Danny
Danny

Reputation: 158

Killing script with hardware control

I have a script that controls an array of 12v relays depending on certain paramters. For an example: I am monitoring temperatures and pressures. If a temperature exceeds a certain value a relay will be pulled in to open vents and start fans. If the temperature drops to a certain value the relays are released and the vents will close and the fans will stop. Same with the pressures, which will open a solenoid valve and close it again depending on the pressure values.

All works fine and I am happy. The script (bash) is started at boot-up. However, sometimes the script dies mysteriously which leaves the relays in an "active" state.

Is there a way to ensure to reset the relays to "not-active" or "unenergized" when the script dies?

Upvotes: 0

Views: 24

Answers (1)

David C. Rankin
David C. Rankin

Reputation: 84662

Continuing from my comment, you can trap any of the signals your script can receive (except SIGKILL and SIGSTOP) that are shutting it down and use trap to intercept the signal received and run the required commands to reset the relays to "not-active" or "unenergized" state before the process dies.
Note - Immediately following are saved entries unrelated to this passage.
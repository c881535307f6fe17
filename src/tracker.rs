// This Source Code Form is subject to the terms of the Mozilla Public
// License, v. 2.0. If a copy of the MPL was not distributed with this
// file, You can obtain one at http://mozilla.org/MPL/2.0/.

//! Synchronization between the coordinator and its workers: a
//! countdown the coordinator blocks on, and a flag it can raise to ask
//! workers to stop early.

use std::sync::atomic::{AtomicBool, AtomicUsize, Ordering};
use std::sync::Arc;

use crossbeam::sync::WaitGroup;

/// The waiting half of a countdown.  Built together with one token per
/// worker; `wait` returns once every token has been dropped.
pub struct CompletionTracker {
    group: WaitGroup,
    pending: Arc<AtomicUsize>,
}

/// The signalling half of a countdown.  Dropping it is the signal, so
/// it fires exactly once however the holder finishes: by returning, by
/// bailing out with an error, or by unwinding.
pub struct CompletionToken {
    group: Option<WaitGroup>,
    pending: Arc<AtomicUsize>,
}

impl CompletionTracker {
    /// A tracker expecting `workers` signals, and the tokens that will
    /// give them.
    pub fn new(workers: usize) -> (CompletionTracker, Vec<CompletionToken>) {
        let group = WaitGroup::new();
        let pending = Arc::new(AtomicUsize::new(workers));
        let tokens = (0..workers)
            .map(|_| CompletionToken {
                group: Some(group.clone()),
                pending: pending.clone(),
            })
            .collect();
        (CompletionTracker { group, pending }, tokens)
    }

    /// Number of tokens that have not yet signalled.
    pub fn pending(&self) -> usize {
        self.pending.load(Ordering::SeqCst)
    }

    /// Blocks until every token has signalled.  Consumes the tracker, so
    /// it can only return once.
    pub fn wait(self) {
        self.group.wait();
    }
}

impl CompletionToken {
    /// Signals explicitly.  Equivalent to letting the token drop.
    pub fn signal(self) {}
}

impl Drop for CompletionToken {
    fn drop(&mut self) {
        // Count down before releasing the group, so a returned `wait`
        // never sees a stale count.
        self.pending.fetch_sub(1, Ordering::SeqCst);
        drop(self.group.take());
    }
}

/// A request, shared between a host and its workers, to abandon the
/// current render.  Workers look at it between columns.
#[derive(Clone, Debug, Default)]
pub struct Interrupt(Arc<AtomicBool>);

impl Interrupt {
    /// A flag that has not been raised.
    pub fn new() -> Interrupt {
        Interrupt::default()
    }

    /// Asks every worker sharing this flag to stop.
    pub fn raise(&self) {
        self.0.store(true, Ordering::SeqCst);
    }

    /// Lowers the flag again, ready for the next render.
    pub fn clear(&self) {
        self.0.store(false, Ordering::SeqCst);
    }

    /// True once `raise` has been called (and not cleared).
    pub fn is_raised(&self) -> bool {
        self.0.load(Ordering::SeqCst)
    }
}

#[cfg(test)]
mod tests {
    use super::*;
    use std::sync::mpsc;
    use std::thread;
    use std::time::Duration;

    #[test]
    fn no_workers_means_no_waiting() {
        let (tracker, tokens) = CompletionTracker::new(0);
        assert!(tokens.is_empty());
        assert_eq!(tracker.pending(), 0);
        tracker.wait();
    }

    #[test]
    fn explicit_and_implicit_signals_count_the_same() {
        let (tracker, mut tokens) = CompletionTracker::new(3);
        tokens.pop().unwrap().signal();
        assert_eq!(tracker.pending(), 2);
        drop(tokens);
        assert_eq!(tracker.pending(), 0);
        tracker.wait();
    }

    #[test]
    fn wait_does_not_return_before_the_last_signal() {
        let (tracker, mut tokens) = CompletionTracker::new(4);
        let last = tokens.pop().unwrap();
        let handles: Vec<_> = tokens
            .into_iter()
            .map(|token| thread::spawn(move || token.signal()))
            .collect();
        for h in handles {
            h.join().unwrap();
        }

        let (tx, rx) = mpsc::channel();
        let waiter = thread::spawn(move || {
            tracker.wait();
            tx.send(()).unwrap();
        });

        assert!(rx.recv_timeout(Duration::from_millis(100)).is_err());
        drop(last);
        rx.recv_timeout(Duration::from_secs(5)).unwrap();
        waiter.join().unwrap();
        assert!(rx.try_recv().is_err());
    }

    #[test]
    fn panicking_holder_still_signals() {
        let (tracker, mut tokens) = CompletionTracker::new(1);
        let token = tokens.pop().unwrap();
        let result = thread::spawn(move || {
            let _token = token;
            panic!("worker blew up");
        })
        .join();
        assert!(result.is_err());
        assert_eq!(tracker.pending(), 0);
        tracker.wait();
    }

    #[test]
    fn interrupt_is_shared_between_clones() {
        let flag = Interrupt::new();
        let seen = flag.clone();
        assert!(!seen.is_raised());
        flag.raise();
        assert!(seen.is_raised());
        seen.clear();
        assert!(!flag.is_raised());
    }
}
Using trap is quite easy. You simply set a trap at the top of your script listing the commands to be executed when a signal is caught. For simply commands you can do

trap 'command1; command2` SIGTERM SIGINT EXIT

to run command1 and command2 on receipt of any of the three listed signals. If you have a series of commands you need to execute, declare a function and then have trap execute the function on signal receipt, e.g.

cleanup () {
    # any number of commands to run
}

trap cleanup SIGTERM SIGINT EXIT

See man 7 signals for addition information on standard signals. Consult man bash (or search on "using trap in bash") for additional information on trap.